Hyperoxic lung injury is an unfortunate consequence of ventilatory oxygen therapy that is necessary to sustain life in certain clinical situations. The biochemical events that accompany hyperoxia of the lung, and the molecular mechanisms underlying these events, are incompletely understood. To better understand hyperoxic lung injury, our laboratory has cloned a set of genes corresponding to mRNAs that increase in abundance in the lungs of hyperoxic rabbits. In this report, we focus on three hyperoxia-induced cDNA clones, which encode surfactant apoprotein A (SP-A), the tissue inhibitor of metalloproteinases (TIMP), and metallothionein. In situ hybridizations and RNA dot blots of isolated lung cell populations indicate that the abundance of mRNA encoding all three proteins is increased by hyperoxia in specific cell types.
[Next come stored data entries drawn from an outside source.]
//! HTTP client for the Anthropic Messages API.
//!
//! Implements the `CompletionClient` port. Both transport modes end in the
//! same place: callers receive one final string whether the response arrived
//! whole or as SSE fragments. Transient failures (429/5xx/connection) are
//! retried with exponential backoff inside the adapter; authentication
//! failures, timeouts and malformed responses are fatal and never retried.

use std::time::Duration;

use async_trait::async_trait;
use futures::StreamExt;
use reqwest::{header, Client};
use tokio::time::sleep;
use tracing::{debug, warn};

use crate::domain::errors::{FlowError, FlowResult};
use crate::domain::models::{ApiConfig, Role};
use crate::domain::ports::{CompletionClient, CompletionRequest};

use super::types::{ApiMessage, MessageRole, MessagesRequest, MessagesResponse, StreamEvent};

pub struct AnthropicClient {
    config: ApiConfig,
    stream: bool,
    http: Client,
}

impl AnthropicClient {
    pub fn new(config: ApiConfig, stream: bool) -> FlowResult<Self> {
        let http = Client::builder()
            .timeout(Duration::from_secs(config.timeout_secs))
            .build()
            .map_err(|e| FlowError::CompletionFailed(format!("failed to build HTTP client: {e}")))?;
        Ok(Self { config, stream, http })
    }

    fn api_key(&self) -> FlowResult<String> {
        self.config
            .api_key
            .clone()
            .or_else(|| std::env::var("ANTHROPIC_API_KEY").ok())
            .ok_or(FlowError::MissingCredential)
    }

    /// Map the port request onto the wire format. System turns are lifted
    /// into the request's `system` field; user/assistant turns become the
    /// alternating message list.
    fn build_request(&self, request: &CompletionRequest, stream: bool) -> MessagesRequest {
        let mut system_parts = Vec::new();
        let mut messages = Vec::new();
        for turn in &request.turns {
            match turn.role {
                Role::System => system_parts.push(turn.content.clone()),
                Role::User => {
                    messages.push(ApiMessage { role: MessageRole::User, content: turn.content.clone() });
                }
                Role::Assistant => {
                    messages
                        .push(ApiMessage { role: MessageRole::Assistant, content: turn.content.clone() });
                }
            }
        }
        let system = if system_parts.is_empty() { None } else { Some(system_parts.join("\n\n")) };
        MessagesRequest {
            model: request.model.clone(),
            max_tokens: self.config.max_tokens,
            system,
            messages,
            stream,
            temperature: Some(request.temperature),
        }
    }

    async fn post(&self, api_key: &str, body: &MessagesRequest) -> FlowResult<reqwest::Response> {
        let url = format!("{}/v1/messages", self.config.base_url);
        let mut backoff_ms = self.config.initial_backoff_ms;
        let mut attempt = 0u32;
        loop {
            let result = self
                .http
                .post(&url)
                .header(header::CONTENT_TYPE, "application/json")
                .header("x-api-key", api_key)
                .header("anthropic-version", &self.config.api_version)
                .json(body)
                .send()
                .await;

            match result {
                Ok(response) if response.status().is_success() => return Ok(response),
                Ok(response) => {
                    let status = response.status();
                    let transient = status.as_u16() == 429 || status.is_server_error();
                    let text = response.text().await.unwrap_or_default();
                    if !transient || attempt >= self.config.max_retries {
                        return Err(FlowError::CompletionFailed(format!("API error {status}: {text}")));
                    }
                    warn!(%status, attempt, "transient API error, backing off");
                }
                Err(e) if e.is_timeout() => {
                    return Err(FlowError::CompletionFailed(format!(
                        "request timed out after {}s",
                        self.config.timeout_secs
                    )));
                }
                Err(e) => {
                    if attempt >= self.config.max_retries {
                        return Err(FlowError::CompletionFailed(format!("request failed: {e}")));
                    }
                    warn!(error = %e, attempt, "connection error, backing off");
                }
            }

            sleep(Duration::from_millis(backoff_ms)).await;
            backoff_ms = (backoff_ms * 2).min(self.config.max_backoff_ms);
            attempt += 1;
        }
    }

    async fn complete_sync(&self, request: &CompletionRequest) -> FlowResult<String> {
        let api_key = self.api_key()?;
        let body = self.build_request(request, false);
        let response = self.post(&api_key, &body).await?;

        let parsed: MessagesResponse = response
            .json()
            .await
            .map_err(|e| FlowError::CompletionFailed(format!("failed to parse response: {e}")))?;
        debug!(
            input_tokens = parsed.usage.input_tokens,
            output_tokens = parsed.usage.output_tokens,
            "completion finished"
        );

        let text = parsed
            .content
            .iter()
            .filter_map(|block| block.text.as_deref())
            .collect::<Vec<_>>()
            .join("\n");
        if text.is_empty() {
            return Err(FlowError::CompletionFailed("response contained no text content".to_string()));
        }
        Ok(text)
    }

    async fn complete_streaming(&self, request: &CompletionRequest) -> FlowResult<String> {
        let api_key = self.api_key()?;
        let body = self.build_request(request, true);
        let response = self.post(&api_key, &body).await?;

        let mut stream = response.bytes_stream();
        let mut buffer = String::new();
        let mut text = String::new();
        while let Some(chunk) = stream.next().await {
            let chunk =
                chunk.map_err(|e| FlowError::CompletionFailed(format!("stream interrupted: {e}")))?;
            buffer.push_str(&String::from_utf8_lossy(&chunk));

            while let Some(newline) = buffer.find('\n') {
                let line = buffer[..newline].trim_end_matches('\r').to_string();
                buffer.drain(..=newline);
                match parse_sse_event(&line) {
                    Some(StreamEvent::ContentBlockDelta { delta }) => {
                        if !delta.text.is_empty() {
                            text.push_str(&delta.text);
                        }
                    }
                    Some(StreamEvent::Error { error }) => {
                        return Err(FlowError::CompletionFailed(format!(
                            "{}: {}",
                            error.error_type, error.message
                        )));
                    }
                    Some(StreamEvent::MessageStop) => {
                        if text.is_empty() {
                            return Err(FlowError::CompletionFailed(
                                "stream ended without content".to_string(),
                            ));
                        }
                        return Ok(text);
                    }
                    _ => {}
                }
            }
        }

        if text.is_empty() {
            return Err(FlowError::CompletionFailed("stream ended without content".to_string()));
        }
        Ok(text)
    }
}

/// Parse one SSE line into a stream event. Non-data lines and the `[DONE]`
/// sentinel yield `None`.
fn parse_sse_event(line: &str) -> Option<StreamEvent> {
    let json = line.strip_prefix("data: ")?;
    if json == "[DONE]" {
        return None;
    }
    serde_json::from_str(json).ok()
}

#[async_trait]
impl CompletionClient for AnthropicClient {
    async fn complete(&self, request: CompletionRequest) -> FlowResult<String> {
        if self.stream {
            self.complete_streaming(&request).await
        } else {
            self.complete_sync(&request).await
        }
    }
}
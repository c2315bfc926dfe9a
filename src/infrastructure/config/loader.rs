use anyhow::{Context, Result};
use figment::providers::{Env, Format, Serialized, Yaml};
use figment::Figment;
use thiserror::Error;

use crate::domain::models::Config;

/// Configuration error types
#[derive(Error, Debug)]
pub enum ConfigError {
    #[error("Invalid max_correction_attempts: {0}. Must be at least 1")]
    InvalidMaxAttempts(u32),

    #[error("Invalid stagnation_ceiling: {0}. Must be at least 1")]
    InvalidStagnationCeiling(u32),

    #[error("Invalid base_temperature: {0}. Must be between 0.0 and 1.0")]
    InvalidBaseTemperature(f32),

    #[error("Invalid approx_min_cases_to_cover: {0}. Must be at least 1")]
    InvalidMinCases(u32),

    #[error("Invalid log level: {0}. Must be one of: trace, debug, info, warn, error")]
    InvalidLogLevel(String),

    #[error("Invalid log format: {0}. Must be one of: json, pretty")]
    InvalidLogFormat(String),

    #[error(
        "Invalid backoff configuration: initial_backoff_ms ({0}) must be less than max_backoff_ms ({1})"
    )]
    InvalidBackoff(u64, u64),

    #[error("Configuration validation failed: {0}")]
    ValidationFailed(String),
}

/// Configuration loader with hierarchical merging
pub struct ConfigLoader;

impl ConfigLoader {
    /// Load configuration with hierarchical merging.
    ///
    /// Precedence (lowest to highest):
    /// 1. Programmatic defaults (Serialized)
    /// 2. .testforge/config.yaml (project config)
    /// 3. .testforge/local.yaml (project local overrides, optional)
    /// 4. Environment variables (TESTFORGE_* prefix, highest priority)
    pub fn load() -> Result<Config> {
        let config: Config = Figment::new()
            .merge(Serialized::defaults(Config::default()))
            .merge(Yaml::file(".testforge/config.yaml"))
            .merge(Yaml::file(".testforge/local.yaml"))
            .merge(Env::prefixed("TESTFORGE_").split("__"))
            .extract()
            .context("Failed to extract configuration from figment")?;

        Self::validate(&config)?;
        Ok(config)
    }

    /// Load configuration from a specific file
    pub fn load_from_file(path: impl AsRef<std::path::Path>) -> Result<Config> {
        let config: Config = Figment::new()
            .merge(Serialized::defaults(Config::default()))
            .merge(Yaml::file(path.as_ref()))
            .merge(Env::prefixed("TESTFORGE_").split("__"))
            .extract()
            .context(format!("Failed to load config from {}", path.as_ref().display()))?;

        Self::validate(&config)?;
        Ok(config)
    }

    /// Validate configuration after loading
    pub fn validate(config: &Config) -> Result<(), ConfigError> {
        if config.convergence.max_correction_attempts == 0 {
            return Err(ConfigError::InvalidMaxAttempts(config.convergence.max_correction_attempts));
        }

        if config.convergence.stagnation_ceiling == 0 {
            return Err(ConfigError::InvalidStagnationCeiling(config.convergence.stagnation_ceiling));
        }

        let base = config.convergence.base_temperature;
        if !(0.0..=1.0).contains(&base) {
            return Err(ConfigError::InvalidBaseTemperature(base));
        }

        if config.generation.approx_min_cases_to_cover == 0 {
            return Err(ConfigError::InvalidMinCases(config.generation.approx_min_cases_to_cover));
        }

        for (name, model) in [
            ("models.explain", &config.models.explain),
            ("models.plan", &config.models.plan),
            ("models.execute", &config.models.execute),
        ] {
            if model.is_empty() {
                return Err(ConfigError::ValidationFailed(format!("{name} cannot be empty")));
            }
        }

        if config.runner.pytest_bin.is_empty() {
            return Err(ConfigError::ValidationFailed("runner.pytest_bin cannot be empty".to_string()));
        }

        if config.runner.test_output_path.is_empty() {
            return Err(ConfigError::ValidationFailed(
                "runner.test_output_path cannot be empty".to_string(),
            ));
        }

        if config.api.initial_backoff_ms >= config.api.max_backoff_ms {
            return Err(ConfigError::InvalidBackoff(
                config.api.initial_backoff_ms,
                config.api.max_backoff_ms,
            ));
        }

        let valid_log_levels = ["trace", "debug", "info", "warn", "error"];
        if !valid_log_levels.contains(&config.logging.level.as_str()) {
            return Err(ConfigError::InvalidLogLevel(config.logging.level.clone()));
        }

        let valid_log_formats = ["json", "pretty"];
        if !valid_log_formats.contains(&config.logging.format.as_str()) {
            return Err(ConfigError::InvalidLogFormat(config.logging.format.clone()));
        }

        Ok(())
    }
}
//! Wire types for the Anthropic Messages API.

use serde::{Deserialize, Serialize};

/// Message role accepted by the Messages API. System text travels in the
/// request's dedicated `system` field, not as a message.
#[derive(Debug, Clone, Copy, PartialEq, Eq, Serialize, Deserialize)]
#[serde(rename_all = "lowercase")]
pub enum MessageRole {
    User,
    Assistant,
}

/// A message in the conversation.
#[derive(Debug, Clone, Serialize, Deserialize)]
pub struct ApiMessage {
    pub role: MessageRole,
    pub content: String,
}

/// Request to the Messages API.
#[derive(Debug, Serialize)]
pub struct MessagesRequest {
    pub model: String,
    pub max_tokens: u32,
    #[serde(skip_serializing_if = "Option::is_none")]
    pub system: Option<String>,
    pub messages: Vec<ApiMessage>,
    #[serde(skip_serializing_if = "std::ops::Not::not")]
    pub stream: bool,
    #[serde(skip_serializing_if = "Option::is_none")]
    pub temperature: Option<f32>,
}

/// A block of content in the response; only text blocks carry text.
#[derive(Debug, Clone, Deserialize)]
pub struct ContentBlock {
    #[serde(rename = "type")]
    pub block_type: String,
    #[serde(default)]
    pub text: Option<String>,
}

/// Token usage reported by the API.
#[derive(Debug, Clone, Copy, Default, Deserialize)]
pub struct Usage {
    #[serde(default)]
    pub input_tokens: u64,
    #[serde(default)]
    pub output_tokens: u64,
}

/// Response from the Messages API.
#[derive(Debug, Deserialize)]
pub struct MessagesResponse {
    pub id: String,
    pub content: Vec<ContentBlock>,
    pub stop_reason: Option<String>,
    #[serde(default)]
    pub usage: Usage,
}

/// Streaming event from the API's SSE channel.
#[derive(Debug, Deserialize)]
#[serde(tag = "type")]
pub enum StreamEvent {
    #[serde(rename = "message_start")]
    MessageStart,
    #[serde(rename = "content_block_start")]
    ContentBlockStart,
    #[serde(rename = "content_block_delta")]
    ContentBlockDelta { delta: DeltaBlock },
    #[serde(rename = "content_block_stop")]
    ContentBlockStop,
    #[serde(rename = "message_delta")]
    MessageDelta,
    #[serde(rename = "message_stop")]
    MessageStop,
    #[serde(rename = "ping")]
    Ping,
    #[serde(rename = "error")]
    Error { error: ApiError },
}

#[derive(Debug, Deserialize)]
pub struct DeltaBlock {
    #[serde(rename = "type")]
    pub delta_type: String,
    #[serde(default)]
    pub text: String,
}

#[derive(Debug, Deserialize)]
pub struct ApiError {
    #[serde(rename = "type")]
    pub error_type: String,
    pub message: String,
}
//! Application layer: the convergence loop.

pub mod controller;

pub use controller::{ConvergenceController, RunSummary};
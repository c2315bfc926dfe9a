//! The function (or class) whose behavior is being tested and repaired.

use std::path::PathBuf;

use serde::{Deserialize, Serialize};

/// Source snapshot of the symbol under test.
///
/// Immutable within an iteration: the correction stage produces a whole new
/// value that replaces the old one at the top of the next iteration.
#[derive(Debug, Clone, PartialEq, Eq, Serialize, Deserialize)]
pub struct FunctionUnderTest {
    /// Unparsed source text of the definition, including decorators and,
    /// for classes, nested methods.
    pub source: String,
    /// Symbol name as given on the command line.
    pub name: String,
    /// Absolute path of the file the symbol was located in.
    pub origin: PathBuf,
}

impl FunctionUnderTest {
    pub fn new(source: impl Into<String>, name: impl Into<String>, origin: PathBuf) -> Self {
        Self { source: source.into(), name: name.into(), origin }
    }

    /// Name used in the generated `from ... import ...` line: everything
    /// before the first `(`, so a signature-style name degrades gracefully.
    pub fn import_name(&self) -> &str {
        self.name.split('(').next().unwrap_or(&self.name).trim()
    }

    /// Replace the source after a successful correction.
    pub fn with_source(&self, source: impl Into<String>) -> Self {
        Self { source: source.into(), name: self.name.clone(), origin: self.origin.clone() }
    }
}
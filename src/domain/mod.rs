//! Domain layer: models, ports and the error taxonomy.

pub mod errors;
pub mod models;
pub mod ports;

pub use errors::{FlowError, FlowResult};
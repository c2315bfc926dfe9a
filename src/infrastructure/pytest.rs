//! Pytest subprocess adapter for the test-runner port.

use std::path::Path;
use std::time::Duration;

use async_trait::async_trait;
use tokio::process::Command;
use tokio::time::timeout;
use tracing::debug;

use crate::domain::errors::{FlowError, FlowResult};
use crate::domain::models::{ExecutionReport, RunnerConfig};
use crate::domain::ports::TestRunner;

/// Runs `pytest <file>` and captures the outcome.
pub struct PytestRunner {
    bin: String,
    timeout: Duration,
}

impl PytestRunner {
    pub fn new(config: &RunnerConfig) -> Self {
        Self { bin: config.pytest_bin.clone(), timeout: Duration::from_secs(config.timeout_secs) }
    }
}

#[async_trait]
impl TestRunner for PytestRunner {
    async fn execute(&self, test_file: &Path) -> FlowResult<ExecutionReport> {
        debug!(runner = %self.bin, file = %test_file.display(), "running test suite");

        let output = timeout(self.timeout, Command::new(&self.bin).arg(test_file).output())
            .await
            .map_err(|_| {
                FlowError::RunnerInvocation(format!(
                    "{} timed out after {}s",
                    self.bin,
                    self.timeout.as_secs()
                ))
            })?
            .map_err(|e| FlowError::RunnerInvocation(format!("failed to launch {}: {e}", self.bin)))?;

        Ok(ExecutionReport {
            // A signal-terminated runner has no exit code; report it as -1
            // so the controller still sees a failure, not a success.
            exit_status: output.status.code().unwrap_or(-1),
            stdout: String::from_utf8_lossy(&output.stdout).into_owned(),
            stderr: String::from_utf8_lossy(&output.stderr).into_owned(),
        })
    }
}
SP-A mRNA increases in type II alveolar epithelial cells and in bronchiolar epithelial cells. TIMP mRNA increases in interstitial fibroblasts, in chondrocytes of the cartilage surrounding airways, and in endothelial cells of a specific subset of vessels, probably venules. Metallothionein transcripts also increase in chondrocytes and pulmonary fibroblasts. A comparison of the increase in these mRNAs during hyperoxic exposure in adults and newborns indicates that adults respond faster and to a greater extent than newborns and suggests that the rate and extent of these increases is correlated with the time course and severity of the injury.